The Abortion: An Historical Romance 1966
- Front cover of The Abortion: An Historical Romance 1966.
- Author: Richard Brautigan
- Cover artist: Edmund Shea
- Language: English
- Publisher: Simon & Schuster
- Publication date: March 23, 1971
- Publication place: United States
- Media type: Print (hardback & paperback)
- Pages: 226 pages (hardcover)
- ISBN: 978-0-671-20872-1 (hardcover)
- OCLC: 132408
- Dewey Decimal: 813/.5/4
- LC Class: PZ4.B826 Ab PS3503.R2736
- Preceded by: The Revenge of the Lawn (1970)
- Followed by: The Hawkline Monster: A Gothic Western (1974)

= The Abortion: An Historical Romance 1966 =

Novel by Richard Brautigan

The Abortion: An Historical Romance 1966 is a novel by Richard Brautigan first published in 1971 by Simon & Schuster. In subsequent printings the title is often shortened to simply The Abortion.

==Plot summary==

The Abortion is a genre novel parody concerning the librarian of a very unusual California library which accepts books in any form and from anyone who wishes to drop one off at the library—children submit tales told in crayon about their toys; teenagers tell tales of angst and old people drop by with their memoirs—described as "the unwanted, the lyrical and haunted volumes of American writing" in the novel. Summoned by a silver bell at all hours, submissions are catalogued at the librarian's discretion; not by the Dewey Decimal system, but by placement on whichever magically dust-free shelf would, in the author's judgment, serve best as the book's home.
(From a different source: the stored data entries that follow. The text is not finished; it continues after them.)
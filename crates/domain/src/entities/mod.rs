//! Domain entities

mod transcript;
mod turn;

pub use transcript::Transcript;
pub use turn::{Turn, TurnMetadata, TurnRole};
One day a woman named Vida appears at the library's door. Although shy and awkward she is described as the most beautiful woman in the world, who American admen "would have made into a national park if they would have gotten their hands on her." Vida falls in love with the reclusive librarian and soon becomes pregnant, necessitating a trip to Tijuana, Mexico, to secure an abortion.

==Characters==
- Narrator: The main character is an unnamed narrator who lives and works at a library housing only unpublished manuscripts. He got the job from the previous librarian who quit because he feared children. The narrator has not left the library in three years. He meets a twenty-year-old woman named Vida, an attractive but awkward-acting woman who falls in love with him. When Vida becomes pregnant they travel to Tijuana, Mexico, to secure an abortion. When he and Vida return from Tijuana, he loses his job at the library to a middle-aged woman.
- Vida: Vida is the supporting character in the story. She meets the narrator in the library when she brings in a poetry collection about her body. She says she hates her body and hates that men keep looking at her. Vida's beauty killed a distracted driver who was looking at her. She falls in love with the narrator and they become intimate. Some weeks later, Vida discovers she is pregnant. During the course of their relationship Vida becomes more comfortable with her body and at the end of the novel is working in a topless bar.
- Foster: An exuberant, earthy, great-hearted man, Foster packages books from the library if the librarian is out of room and takes the overflow books to be stored in caves. Foster thinks the librarian's job is too monastic as well as a bit wacky. When the narrator and Vida have to leave for Tijuana, Foster has to watch over the library while they are gone. At the end, Foster lets a woman who has come to leave her book at the library watch over the place. The woman takes over, and the narrator loses his job.

==The Brautigan Library==
In an homage to Richard Brautigan, The Abortions concept was put into practice in the form of the Brautigan Library. Housed in a section of the larger Fletcher Free Library in Burlington, Vermont, the library accepts only unpublished manuscripts and had a catalogue of 325 works as of 2004.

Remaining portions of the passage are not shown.